Estimados amigos, este es un tema que me preguntan desde mi época en mitos y leyendas, quisiera tomar el espacio y contarles algo que espero les resulte interesante.
El hombre lobo es un ser mitológico engendrado al calor de las leyendas y cuya existencia (figurada o real) se ha ido transmitiendo de generación en generación, es un símbolo del miedo del hombre hacia la naturaleza. Es muy obvio que las leyendas sobre licantropía hayan proliferado en ámbitos rurales de economía ganadera en los cuales los ataques de lobos eran frecuentes.
El origen del mito licantrópico es oscuro y, por tanto, sobre él hay diversas versiones. Caro Baroja defendía que data de la época clásica de Grecia y Roma. Concretamente, se refiere a la leyenda narrada por el gran Ovidio sobre Lycaon, Rey de Arcadia, convertido en hombre lobo por Zeus como castigo a su licenciosa conducta, otros dicen que fue castigado por los pecados de otro. Si le creemos a autores que miran al norte con curiosidad, vemos consideran el mito de la licantropía como una derivación, progresivamente deformada, de la figura de los Berserker (los famosos guerreros-oso nórdicos).
Durante los siglos XV y XVI, los hombre lobo, fueron un tema recurrente, ya que una verdadera psicosis reinaba entonces entre el campesinado y numerosos individuos acusados de licantropía fueron juzgados y condenados por los tribunales por haber cometido asesinatos de carácter canibalesco bajo la apariencia de lobos.
Se registran a través de la historia muchos juicios de los cuales comparecen personas sospechosas de ser hombre lobo. En 1521, en Francia, dos campesinos, Burgo y Vicente, fueron juzgados bajo esta acusación.
Entre las sombras de 1574 se juzgó a un hombre llamado Gilles Garnier, acusado de haber asesinado a muchas personas, entre ellas a varios niños, y de haberlas devorado después de transformarse en lobo. Su propia mujer testifico en el tribunal argumentando que Garnier le había ofrecido carne de los cuerpos, eso de transformarse en lobo supuestamente lo lograba a través de un pacto con el Diablo. Bastante gente dijo tener conocimiento de este pacto, e incluso el mismo reconoció, y dice haber utilizado un ungüento mágico para cubrir su cuerpo antes de atacar a sus víctimas. El proceso contra Garnier fue muy similar a aquellos en que se juzgaba a hechiceros o brujas y el culpable era condenado a la pena habitual en los casos de hechicería: a la hoguera.

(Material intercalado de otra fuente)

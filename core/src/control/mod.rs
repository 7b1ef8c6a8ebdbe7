// 控制面: 单卷挂载 + 命令分发
//
// 进程里只有一个 Service, 入口处构建后显式传递 (Arc)。
// 挂载/卸载拿卷槽的写锁, chunk 操作拿读锁并持有到操作结束,
// 所以卸载会等到在途 chunk 操作全部完成。
// Request/Response 与原生 ioctl 表一一对应, 网络层和 CLI 共用。

use crate::device::DeviceRef;
use crate::error::{Error, Result};
use crate::guid::Guid;
use crate::server::Server;
use crate::volume::types::CHUNK_SIZE;
use crate::volume::Volume;
use log::{debug, info};
use std::sync::{Arc, Mutex, RwLock};
use std::time::{SystemTime, UNIX_EPOCH};

pub struct Service {
    volume: RwLock<Option<Arc<Volume>>>,
    server: Mutex<Option<Server>>,
}

#[derive(Debug, Clone)]
pub enum Request {
    GetTime,
    GetRandomUlong,
    Mount {
        device_name: String,
        format: bool,
        block_size: u64,
    },
    UnmountById(Guid),
    UnmountByName(String),
    StartServer {
        host: String,
        port: u16,
    },
    StopServer,
    ChunkCreate(Guid),
    ChunkWrite(Guid, Vec<u8>),
    ChunkRead(Guid),
    ChunkDelete(Guid),
}

#[derive(Debug, Clone)]
pub enum Response {
    Time(u64),
    RandomUlong(u64),
    Mounted(Guid),
    Port(u16),
    Data(Vec<u8>),
    Done,
}

impl Service {
    pub fn new() -> Arc<Service> {
        Arc::new(Service {
            volume: RwLock::new(None),
            server: Mutex::new(None),
        })
    }

    /// 纳秒时间戳
    pub fn get_time(&self) -> u64 {
        SystemTime::now()
            .duration_since(UNIX_EPOCH)
            .map(|d| d.as_nanos() as u64)
            .unwrap_or_default()
    }

    /// 随机 64 位 (复用 GUID 生成器的熵)
    pub fn get_random_u64(&self) -> u64 {
        let bytes = Guid::generate();
        u64::from_le_bytes(bytes.as_bytes()[..8].try_into().unwrap_or_default())
    }

    /// 挂载设备; 已有挂载卷时报 AlreadyExists。
    /// format 为真时先格式化再加载。成功返回卷 GUID。
    pub fn mount(&self, device_name: &str, format: bool, block_size: u64) -> Result<Guid> {
        let mut slot = self.volume.write().unwrap();
        if slot.is_some() {
            return Err(Error::AlreadyExists);
        }
        let volume = Volume::new(device_name)?;
        let id = Self::prepare_volume(&volume, format, block_size)?;
        *slot = Some(Arc::new(volume));
        info!("[Service] mounted {} as {}", device_name, id);
        Ok(id)
    }

    /// 用外部设备挂载 (测试和内存卷)
    pub fn mount_with_device(
        &self,
        device_name: &str,
        dev: DeviceRef,
        format: bool,
        block_size: u64,
    ) -> Result<Guid> {
        let mut slot = self.volume.write().unwrap();
        if slot.is_some() {
            return Err(Error::AlreadyExists);
        }
        let volume = Volume::with_device(device_name, dev);
        let id = Self::prepare_volume(&volume, format, block_size)?;
        *slot = Some(Arc::new(volume));
        info!("[Service] mounted {} as {}", device_name, id);
        Ok(id)
    }

    fn prepare_volume(volume: &Volume, format: bool, block_size: u64) -> Result<Guid> {
        if format {
            volume.format(block_size)?;
        }
        volume.load()?;
        Ok(volume.volume_id())
    }

    pub fn unmount_by_id(&self, volume_id: Guid) -> Result<()> {
        self.unmount_where(|volume| volume.volume_id() == volume_id)
    }

    pub fn unmount_by_name(&self, device_name: &str) -> Result<()> {
        self.unmount_where(|volume| volume.device_name() == device_name)
    }

    fn unmount_where(&self, pred: impl Fn(&Volume) -> bool) -> Result<()> {
        let mut slot = self.volume.write().unwrap();
        if let Some(volume) = slot.take() {
            if pred(&volume) {
                drop(slot);
                info!("[Service] unmounting {}", volume.device_name());
                return volume.unmount();
            }
            *slot = Some(volume);
        }
        Err(Error::NotFound)
    }

    pub fn chunk_create(&self, chunk_id: Guid) -> Result<()> {
        let guard = self.volume.read().unwrap();
        let volume = guard.as_ref().ok_or(Error::NotFound)?;
        volume.chunk_create(chunk_id)
    }

    pub fn chunk_write(&self, chunk_id: Guid, data: &[u8]) -> Result<()> {
        let guard = self.volume.read().unwrap();
        let volume = guard.as_ref().ok_or(Error::NotFound)?;
        volume.chunk_write(chunk_id, data)
    }

    pub fn chunk_read(&self, chunk_id: Guid, buf: &mut [u8]) -> Result<()> {
        let guard = self.volume.read().unwrap();
        let volume = guard.as_ref().ok_or(Error::NotFound)?;
        volume.chunk_read(chunk_id, buf)
    }

    pub fn chunk_delete(&self, chunk_id: Guid) -> Result<()> {
        let guard = self.volume.read().unwrap();
        let volume = guard.as_ref().ok_or(Error::NotFound)?;
        volume.chunk_delete(chunk_id)
    }

    /// 启动 chunk 服务, 返回实际监听端口 (port=0 时由系统分配)
    pub fn start_server(self: &Arc<Self>, host: &str, port: u16) -> Result<u16> {
        let mut server = self.server.lock().unwrap();
        if server.is_some() {
            return Err(Error::AlreadyExists);
        }
        let started = Server::start(Arc::clone(self), host, port)?;
        let bound = started.local_port();
        *server = Some(started);
        Ok(bound)
    }

    /// 停服务; 没有在跑也算成功
    pub fn stop_server(&self) -> Result<()> {
        let server = self.server.lock().unwrap().take();
        if let Some(mut server) = server {
            server.stop();
        }
        Ok(())
    }

    pub fn server_port(&self) -> Option<u16> {
        self.server.lock().unwrap().as_ref().map(|s| s.local_port())
    }

    /// 停服务并卸载当前卷
    pub fn shutdown(&self) {
        let _ = self.stop_server();
        let volume = self.volume.write().unwrap().take();
        if let Some(volume) = volume {
            let _ = volume.unmount();
        }
    }

    /// ioctl 风格的统一入口
    pub fn dispatch(self: &Arc<Self>, request: Request) -> Result<Response> {
        debug!("[Service] dispatch {:?}", request_name(&request));
        match request {
            Request::GetTime => Ok(Response::Time(self.get_time())),
            Request::GetRandomUlong => Ok(Response::RandomUlong(self.get_random_u64())),
            Request::Mount {
                device_name,
                format,
                block_size,
            } => self
                .mount(&device_name, format, block_size)
                .map(Response::Mounted),
            Request::UnmountById(id) => self.unmount_by_id(id).map(|_| Response::Done),
            Request::UnmountByName(name) => self.unmount_by_name(&name).map(|_| Response::Done),
            Request::StartServer { host, port } => {
                self.start_server(&host, port).map(Response::Port)
            }
            Request::StopServer => self.stop_server().map(|_| Response::Done),
            Request::ChunkCreate(id) => self.chunk_create(id).map(|_| Response::Done),
            Request::ChunkWrite(id, data) => {
                self.chunk_write(id, &data).map(|_| Response::Done)
            }
            Request::ChunkRead(id) => {
                let mut buf = vec![0u8; CHUNK_SIZE];
                self.chunk_read(id, &mut buf)?;
                Ok(Response::Data(buf))
            }
            Request::ChunkDelete(id) => self.chunk_delete(id).map(|_| Response::Done),
        }
    }
}

fn request_name(request: &Request) -> &'static str {
    match request {
        Request::GetTime => "GetTime",
        Request::GetRandomUlong => "GetRandomUlong",
        Request::Mount { .. } => "Mount",
        Request::UnmountById(_) => "UnmountById",
        Request::UnmountByName(_) => "UnmountByName",
        Request::StartServer { .. } => "StartServer",
        Request::StopServer => "StopServer",
        Request::ChunkCreate(_) => "ChunkCreate",
        Request::ChunkWrite(..) => "ChunkWrite",
        Request::ChunkRead(_) => "ChunkRead",
        Request::ChunkDelete(_) => "ChunkDelete",
    }
}

#[cfg(test)]
mod tests {
    use super::*;
    use crate::device::MemDevice;
    use crate::page::PAGE_SIZE;

    const MB: u64 = 1024 * 1024;

    fn mem_dev(size: u64) -> DeviceRef {
        Arc::new(MemDevice::new(size))
    }

    #[test]
    fn test_mount_unmount_cycle() {
        let service = Service::new();
        let id = service
            .mount_with_device("mem0", mem_dev(64 * MB), true, PAGE_SIZE as u64)
            .unwrap();
        assert!(!id.is_zero());

        // 已有挂载卷
        assert!(matches!(
            service.mount_with_device("mem1", mem_dev(64 * MB), true, PAGE_SIZE as u64),
            Err(Error::AlreadyExists)
        ));

        assert!(matches!(
            service.unmount_by_id(Guid::generate()),
            Err(Error::NotFound)
        ));
        service.unmount_by_id(id).unwrap();
        assert!(matches!(service.unmount_by_id(id), Err(Error::NotFound)));
    }

    #[test]
    fn test_unmount_by_name() {
        let service = Service::new();
        service
            .mount_with_device("mem0", mem_dev(64 * MB), true, PAGE_SIZE as u64)
            .unwrap();
        assert!(matches!(
            service.unmount_by_name("other"),
            Err(Error::NotFound)
        ));
        service.unmount_by_name("mem0").unwrap();
    }

    #[test]
    fn test_failed_mount_leaves_no_volume() {
        let service = Service::new();
        // 设备太小, 格式化失败
        assert!(matches!(
            service.mount_with_device("tiny", mem_dev(16 * PAGE_SIZE as u64), true, PAGE_SIZE as u64),
            Err(Error::BadSize)
        ));
        // 槽位仍然空闲
        service
            .mount_with_device("mem0", mem_dev(64 * MB), true, PAGE_SIZE as u64)
            .unwrap();
        service.unmount_by_name("mem0").unwrap();
    }

    #[test]
    fn test_chunk_ops_need_volume() {
        let service = Service::new();
        let id = Guid::generate();
        assert!(matches!(service.chunk_create(id), Err(Error::NotFound)));
        assert!(matches!(
            service.chunk_write(id, &[0u8; CHUNK_SIZE]),
            Err(Error::NotFound)
        ));
    }

    #[test]
    fn test_chunk_ops_through_service() {
        let service = Service::new();
        service
            .mount_with_device("mem0", mem_dev(64 * MB), true, PAGE_SIZE as u64)
            .unwrap();

        let id = Guid::generate();
        service.chunk_create(id).unwrap();
        service.chunk_write(id, &vec![0x66u8; CHUNK_SIZE]).unwrap();

        let mut out = vec![0u8; CHUNK_SIZE];
        service.chunk_read(id, &mut out).unwrap();
        assert_eq!(out, vec![0x66u8; CHUNK_SIZE]);

        service.chunk_delete(id).unwrap();
        service.shutdown();
    }

    #[test]
    fn test_unmount_waits_for_chunk_ops() {
        let service = Service::new();
        let volume_id = service
            .mount_with_device("mem0", mem_dev(64 * MB), true, PAGE_SIZE as u64)
            .unwrap();

        let ids: Vec<Guid> = (0..4).map(|_| Guid::generate()).collect();
        for id in &ids {
            service.chunk_create(*id).unwrap();
        }

        let mut writers = Vec::new();
        for id in ids {
            let service = Arc::clone(&service);
            writers.push(std::thread::spawn(move || {
                let data = vec![0x7Au8; CHUNK_SIZE];
                let mut results = Vec::new();
                for _ in 0..20 {
                    results.push(service.chunk_write(id, &data));
                }
                results
            }));
        }

        std::thread::sleep(std::time::Duration::from_millis(5));
        service.unmount_by_id(volume_id).unwrap();

        for writer in writers {
            for result in writer.join().unwrap() {
                // 卸载之前成功, 之后 NotFound; 不会有撕裂结果
                assert!(matches!(result, Ok(()) | Err(Error::NotFound)));
            }
        }
    }

    #[test]
    fn test_dispatch_roundtrip() {
        let service = Service::new();
        assert!(matches!(
            service.dispatch(Request::GetTime),
            Ok(Response::Time(t)) if t > 0
        ));
        assert!(matches!(
            service.dispatch(Request::GetRandomUlong),
            Ok(Response::RandomUlong(_))
        ));
        assert!(matches!(
            service.dispatch(Request::ChunkCreate(Guid::generate())),
            Err(Error::NotFound)
        ));
    }
}
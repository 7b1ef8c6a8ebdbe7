// Page: 固定大小的块缓冲区
//
// 事务和 bio 列表之间共享页面 (Arc<Page>), 所以内容放在 Mutex 里。
// 内核版本里的 map/unmap 在用户态就是一次加锁借用。

use std::sync::{Arc, Mutex};

pub const PAGE_SIZE: usize = 4096;

pub struct Page {
    buf: Mutex<Box<[u8; PAGE_SIZE]>>,
}

pub type PageRef = Arc<Page>;

impl Page {
    pub fn new() -> Page {
        Page {
            buf: Mutex::new(Box::new([0u8; PAGE_SIZE])),
        }
    }

    /// 分配一个共享页面
    pub fn alloc() -> PageRef {
        Arc::new(Page::new())
    }

    pub fn size(&self) -> usize {
        PAGE_SIZE
    }

    pub fn zero(&self) {
        self.fill(0);
    }

    pub fn fill(&self, byte: u8) {
        let mut buf = self.buf.lock().unwrap();
        buf.fill(byte);
    }

    /// 从页面拷出, 返回实际字节数
    pub fn read(&self, dst: &mut [u8], offset: usize) -> usize {
        if offset >= PAGE_SIZE {
            return 0;
        }
        let buf = self.buf.lock().unwrap();
        let len = dst.len().min(PAGE_SIZE - offset);
        dst[..len].copy_from_slice(&buf[offset..offset + len]);
        len
    }

    /// 拷入页面, 返回实际字节数
    pub fn write(&self, src: &[u8], offset: usize) -> usize {
        if offset >= PAGE_SIZE {
            return 0;
        }
        let mut buf = self.buf.lock().unwrap();
        let len = src.len().min(PAGE_SIZE - offset);
        buf[offset..offset + len].copy_from_slice(&src[..len]);
        len
    }

    pub fn with_data<R>(&self, f: impl FnOnce(&[u8]) -> R) -> R {
        let buf = self.buf.lock().unwrap();
        f(&buf[..])
    }

    pub fn with_data_mut<R>(&self, f: impl FnOnce(&mut [u8]) -> R) -> R {
        let mut buf = self.buf.lock().unwrap();
        f(&mut buf[..])
    }

    pub fn to_vec(&self) -> Vec<u8> {
        self.with_data(|data| data.to_vec())
    }
}

impl Default for Page {
    fn default() -> Self {
        Page::new()
    }
}

#[cfg(test)]
mod tests {
    use super::*;

    #[test]
    fn test_zeroed_on_alloc() {
        let page = Page::new();
        assert!(page.with_data(|d| d.iter().all(|&b| b == 0)));
        assert_eq!(page.size(), PAGE_SIZE);
    }

    #[test]
    fn test_read_write() {
        let page = Page::new();
        assert_eq!(page.write(&[0xAB; 16], 100), 16);

        let mut out = [0u8; 16];
        assert_eq!(page.read(&mut out, 100), 16);
        assert_eq!(out, [0xAB; 16]);
    }

    #[test]
    fn test_bounds_clamped() {
        let page = Page::new();
        assert_eq!(page.write(&[1u8; 64], PAGE_SIZE - 32), 32);
        assert_eq!(page.write(&[1u8; 8], PAGE_SIZE), 0);

        let mut out = [0u8; 64];
        assert_eq!(page.read(&mut out, PAGE_SIZE - 32), 32);
        assert_eq!(page.read(&mut out, PAGE_SIZE + 1), 0);
    }

    #[test]
    fn test_fill_and_zero() {
        let page = Page::new();
        page.fill(0xCD);
        assert!(page.with_data(|d| d.iter().all(|&b| b == 0xCD)));
        page.zero();
        assert!(page.with_data(|d| d.iter().all(|&b| b == 0)));
    }
}
impl Journal {
    pub fn new(dev: DeviceRef) -> Arc<Journal> {
        Arc::new(Journal {
            dev,
            inner: RwLock::new(Inner {
                start: 0,
                size: 0,
                curr_block_index: 0,
                state: JournalState::New,
                wrapped: false,
            }),
            tx_table: Mutex::new(HashMap::new()),
            queue: Mutex::new(Vec::new()),
            queue_event: Condvar::new(),
            stopping: AtomicBool::new(false),
            writer: Mutex::new(None),
        })
    }

    /// 在 start 块写入 journal 头。size 含头块, 必须 ≥ 2。
    pub fn format(&self, start: u64, size: u64) -> Result<()> {
        if size < 2 {
            return Err(Error::InvalidValue);
        }

        let page = Page::alloc();
        JournalHeader::encode_into(&page, size);
        let mut list = BioList::new(self.dev.clone());
        list.add_exec(page, start * PAGE_SIZE as u64, true, true)?;

        let mut inner = self.inner.write().unwrap();
        inner.start = start;
        inner.size = size;
        info!("[Journal] formatted: start={} size={}", start, size);
        Ok(())
    }

    /// 读头块、重放、启动写线程。
    pub fn load(self: &Arc<Self>, start: u64) -> Result<()> {
        if self.inner.read().unwrap().state == JournalState::Running {
            return Err(Error::InvalidState);
        }
        let page = Page::alloc();
        let mut list = BioList::new(self.dev.clone());
        list.add_exec(page.clone(), start * PAGE_SIZE as u64, false, false)?;

        let size = JournalHeader::decode_from(&page)?;
        if size <= 1 {
            return Err(Error::BadSize);
        }

        {
            let mut inner = self.inner.write().unwrap();
            inner.start = start;
            inner.size = size;
            inner.state = JournalState::Replaying;
        }

        self.replay()?;

        {
            let mut inner = self.inner.write().unwrap();
            inner.curr_block_index = start + 1;
            inner.wrapped = false;
            inner.state = JournalState::Running;
        }

        self.stopping.store(false, Ordering::Release);
        let journal = Arc::clone(self);
        let handle = std::thread::Builder::new()
            .name("journal-writer".into())
            .spawn(move || journal.writer_loop())
            .map_err(Error::from)?;
        *self.writer.lock().unwrap() = Some(handle);

        info!("[Journal] loaded: start={} size={}", start, size);
        Ok(())
    }

    /// 扫描环区, 重放完整提交的事务组。
    ///
    /// 哈希不符的块是撕裂尾部, 终止扫描; 组外的散块丢弃;
    /// 提交时间戳回退说明撞上了绕回前的残留, 同样终止。
    fn replay(&self) -> Result<()> {
        let (start, size) = {
            let inner = self.inner.read().unwrap();
            (inner.start, inner.size)
        };

        let mut replayed = 0usize;
        let mut last_time = 0u64;
        let mut group: Option<(Guid, Vec<(u64, Vec<u8>)>)> = None;
        let page = Page::alloc();

        for step in 0..size - 1 {
            let index = start + 1 + step;
            let mut list = BioList::new(self.dev.clone());
            list.add_exec(page.clone(), index * PAGE_SIZE as u64, false, false)?;

            let block = match TxBlock::decode_from(&page) {
                Ok(block) => block,
                Err(Error::DataCorrupt) | Err(Error::InvalidValue) => break,
                Err(err) => return Err(err),
            };

            match block {
                TxBlock::Begin { tx_id } => {
                    group = Some((tx_id, Vec::new()));
                }
                TxBlock::Data {
                    tx_id,
                    position,
                    data,
                } => match &mut group {
                    Some((id, blocks)) if *id == tx_id => blocks.push((position, data)),
                    _ => {
                        trace!("[Journal] replay: stray data block at {}", index);
                        group = None;
                    }
                },
                TxBlock::Commit { tx_id, state, time } => match group.take() {
                    Some((id, blocks)) if id == tx_id => {
                        if state != TxState::Committed {
                            warn!("[Journal] replay: commit block with state {:?}", state);
                            return Err(Error::DataCorrupt);
                        }
                        if time < last_time {
                            debug!("[Journal] replay: stale group {} past wrap point", tx_id);
                            break;
                        }
                        for (position, data) in &blocks {
                            self.dev.write_at(data, *position)?;
                        }
                        last_time = time;
                        replayed += 1;
                        trace!("[Journal] replay: applied tx {} ({} blocks)", tx_id, blocks.len());
                    }
                    _ => {
                        trace!("[Journal] replay: stray commit block at {}", index);
                    }
                },
            }
        }

        if replayed > 0 {
            self.dev.flush()?;
        }
        info!("[Journal] replay complete: {} transactions applied", replayed);
        Ok(())
    }

    /// 开启新事务
    pub fn begin_tx(self: &Arc<Self>) -> Result<Arc<Transaction>> {
        {
            let inner = self.inner.read().unwrap();
            if inner.state != JournalState::Running {
                return Err(Error::InvalidState);
            }
        }

        let tx = Arc::new(Transaction::new(Arc::downgrade(self)));
        let mut table = self.tx_table.lock().unwrap();
        if table.contains_key(&tx.tx_id) {
            return Err(Error::AlreadyExists);
        }
        table.insert(tx.tx_id, Arc::clone(&tx));
        trace!("[Journal] begin tx {}", tx.tx_id);
        Ok(tx)
    }

    fn unlink_tx(&self, tx: &Transaction) {
        let mut table = self.tx_table.lock().unwrap();
        if let Some(existing) = table.get(&tx.tx_id) {
            if std::ptr::eq(Arc::as_ptr(existing), tx as *const Transaction) {
                table.remove(&tx.tx_id);
            }
        }
    }

    fn start_commit(&self, tx: &Arc<Transaction>) -> Result<()> {
        {
            let table = self.tx_table.lock().unwrap();
            match table.get(&tx.tx_id) {
                Some(existing) if Arc::ptr_eq(existing, tx) => {}
                _ => return Err(Error::NotFound),
            }
        }

        let mut queue = self.queue.lock().unwrap();
        if self.stopping.load(Ordering::Acquire) {
            return Err(Error::Cancelled);
        }
        queue.push(Arc::clone(tx));
        self.queue_event.notify_all();
        trace!("[Journal] tx {} queued for commit", tx.tx_id);
        Ok(())
    }

    /// journal 占据的设备字节区间
    pub fn byte_range(&self) -> (u64, u64) {
        let inner = self.inner.read().unwrap();
        (
            inner.start * PAGE_SIZE as u64,
            (inner.start + inner.size) * PAGE_SIZE as u64,
        )
    }

    pub fn start(&self) -> u64 {
        self.inner.read().unwrap().start
    }

    pub fn size(&self) -> u64 {
        self.inner.read().unwrap().size
    }

    pub fn curr_block_index(&self) -> u64 {
        self.inner.read().unwrap().curr_block_index
    }

    pub fn state(&self) -> JournalState {
        self.inner.read().unwrap().state
    }

    // ============ 写线程 ============

    fn writer_loop(self: Arc<Self>) {
        trace!("[Journal] writer thread start");

        loop {
            let batch: Vec<Arc<Transaction>> = {
                let mut queue = self.queue.lock().unwrap();
                if queue.is_empty() && !self.stopping.load(Ordering::Acquire) {
                    let (guard, _) = self
                        .queue_event
                        .wait_timeout(queue, WRITER_WAIT)
                        .unwrap();
                    queue = guard;
                }
                if self.stopping.load(Ordering::Acquire) {
                    break;
                }
                std::mem::take(&mut *queue)
            };

            if batch.is_empty() {
                continue;
            }

            let mut list = BioList::new(self.dev.clone());
            let mut result = Ok(());
            for tx in &batch {
                if let Err(err) = self.write_tx_blocks(tx, &mut list) {
                    result = Err(err);
                    break;
                }
            }
            if result.is_ok() {
                result = self.flush_header(&mut list);
            }
            if result.is_ok() {
                result = list.exec(true);
            }

            // 整批共享同一个结果: 屏障之前没有任何事务算持久
            for tx in &batch {
                tx.on_commit_complete(result.clone());
            }
        }

        // 停机: 还在排队的事务全部取消
        let leftovers: Vec<Arc<Transaction>> =
            std::mem::take(&mut *self.queue.lock().unwrap());
        for tx in leftovers {
            tx.cancel();
        }

        trace!("[Journal] writer thread stop");
    }

    /// 给一个事务的 begin/data/commit 块分配环内索引并入列。
    /// 失败时就地完成该事务, 所在的整批随之作废。
    fn write_tx_blocks(&self, tx: &Arc<Transaction>, list: &mut BioList) -> Result<()> {
        let result = {
            let mut geo = self.inner.write().unwrap();
            let ti = tx.inner.lock().unwrap();
            if ti.state != TxState::Committing {
                Err(Error::InvalidState)
            } else {
                self.stage_tx_locked(&mut geo, tx, &ti.data_blocks, list)
            }
        };

        if let Err(err) = &result {
            tx.on_commit_complete(Err(err.clone()));
        }
        result
    }

    fn stage_tx_locked(
        &self,
        geo: &mut Inner,
        tx: &Transaction,
        data_blocks: &[TxBlock],
        list: &mut BioList,
    ) -> Result<()> {
        let index = geo.next_index();
        self.add_tx_block(geo, &tx.begin_block, index, list)?;

        for block in data_blocks {
            let index = geo.next_index();
            self.add_tx_block(geo, block, index, list)?;
        }

        let commit = TxBlock::Commit {
            tx_id: tx.tx_id,
            state: TxState::Committed,
            time: now_nanos(),
        };
        let index = geo.next_index();
        self.add_tx_block(geo, &commit, index, list)?;

        trace!("[Journal] staged tx {} ({} data blocks)", tx.tx_id, data_blocks.len());
        Ok(())
    }

    fn add_tx_block(
        &self,
        geo: &Inner,
        block: &TxBlock,
        index: u64,
        list: &mut BioList,
    ) -> Result<()> {
        if index <= geo.start || index >= geo.start + geo.size {
            return Err(Error::InvalidValue);
        }
        let page = Page::alloc();
        block.encode_into(&page)?;
        list.add_io(page, index * PAGE_SIZE as u64, true)
    }

    /// 批末尾追加带屏障的头块重写: 这是唯一的持久化屏障
    fn flush_header(&self, list: &mut BioList) -> Result<()> {
        let (start, size) = {
            let inner = self.inner.read().unwrap();
            (inner.start, inner.size)
        };
        let page = Page::alloc();
        JournalHeader::encode_into(&page, size);
        list.add_io(page, start * PAGE_SIZE as u64, true)?;
        list.add_flush()
    }

    // ============ 停机 ============

    /// 停写线程, 取消未完成的事务, 清零本次会话用过的环区。
    pub fn stop(&self) {
        {
            let mut inner = self.inner.write().unwrap();
            if inner.state == JournalState::Stopped || inner.state == JournalState::New {
                return;
            }
            inner.state = JournalState::Stopping;
        }
        info!("[Journal] stopping");

        self.stopping.store(true, Ordering::Release);
        self.queue_event.notify_all();

        let handle = self.writer.lock().unwrap().take();
        if let Some(handle) = handle {
            if handle.join().is_err() {
                warn!("[Journal] writer thread panicked");
            }
        }

        // 写线程结束后入队的事务
        let leftovers: Vec<Arc<Transaction>> =
            std::mem::take(&mut *self.queue.lock().unwrap());
        for tx in leftovers {
            tx.cancel();
        }

        // 被丢弃的未提交事务
        let abandoned: Vec<Arc<Transaction>> = {
            let mut table = self.tx_table.lock().unwrap();
            table.drain().map(|(_, tx)| tx).collect()
        };
        for tx in abandoned {
            tx.cancel();
        }

        if let Err(err) = self.wipe_ring() {
            warn!("[Journal] ring wipe failed: {}", err);
        }

        self.inner.write().unwrap().state = JournalState::Stopped;
        info!("[Journal] stopped");
    }

    /// 清零 [start+1, curr) (绕回过则整个环), 再写一次带屏障的头块。
    /// 之后的 Load 看到的是空日志, 重放不会动设备。
    fn wipe_ring(&self) -> Result<()> {
        let (start, size, curr, wrapped) = {
            let inner = self.inner.read().unwrap();
            (
                inner.start,
                inner.size,
                inner.curr_block_index,
                inner.wrapped,
            )
        };
        if size < 2 || curr <= start {
            return Ok(());
        }

        let end = if wrapped { start + size } else { curr };
        let zero = Page::alloc();
        let mut index = start + 1;
        while index < end {
            let mut list = BioList::new(self.dev.clone());
            let batch_end = (index + WIPE_BATCH).min(end);
            while index < batch_end {
                list.add_io(zero.clone(), index * PAGE_SIZE as u64, true)?;
                index += 1;
            }
            list.exec(true)?;
        }

        let page = Page::alloc();
        JournalHeader::encode_into(&page, size);
        let mut list = BioList::new(self.dev.clone());
        list.add_exec(page, start * PAGE_SIZE as u64, true, true)
    }
}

Luego, unos años después, ocurrió algo similar en Alemania, un campesino llamado Pedro Stumf fue acusado de haber asesinado y devorado, bajo la apariencia de un lobo, a trece niños, entre ellos a su propio hijo, y de haberse comido sus cerebros
Cualquiera pensaría que este asunto de la licantropía es solo de hombres, pero no es así, en Lausanne, en 1604, cinco brujas metamorfoseadas en lobas se llevaron a un niño y lo devoraron después de haberlo hervido. Como fuera que estos hechos fueron comprobados, ellas también fueron quemadas vivas.
En esta época se generó una obsesión acerca del tema de los hombres lobo. Campesinos y lugareños intentaban cazar a estos "hombres-animales", tanto así que se registraron alrededor de 1600 casos de licantropía, y ese número aumentó durante el llamado Siglo de la Razón.
El rigor de los inviernos a fines de la Edad Media y a comienzos de la época moderna, así como el temor a los lobos, todavía muy presente en los bosques de Europa entre los siglos XV y XVI, pueden explicar la epidemia de hombre lobo que se produjo en esa época. Pero la convicción de que un ser humano puede transformarse en un animal depredador no es sólo propia del mundo occidental. La figura del hombre tigre y la del hombre cocodrilo desempeñan un rol análogo a la del hombre lobo en las leyendas indias y africanas. Como los hombres hienas, los Balam mayas o los hombres cuervo.
Bueno y ustedes se preguntarán:
¿Cómo demonios me salvo de uno de estos?
Algunas tradiciones afirman que debe ser llamado tres veces por el nombre de pila, o extraerle tres gotas de sangre mientras se produce la transformación. El exorcismo también fue una receta difundida, o también alguna planta medicinal, como la mandrágora. Pero lo más efectivo es dispararle con balas de plata bendecidas previamente por un sacerdote y confeccionadas con algún objeto de culto.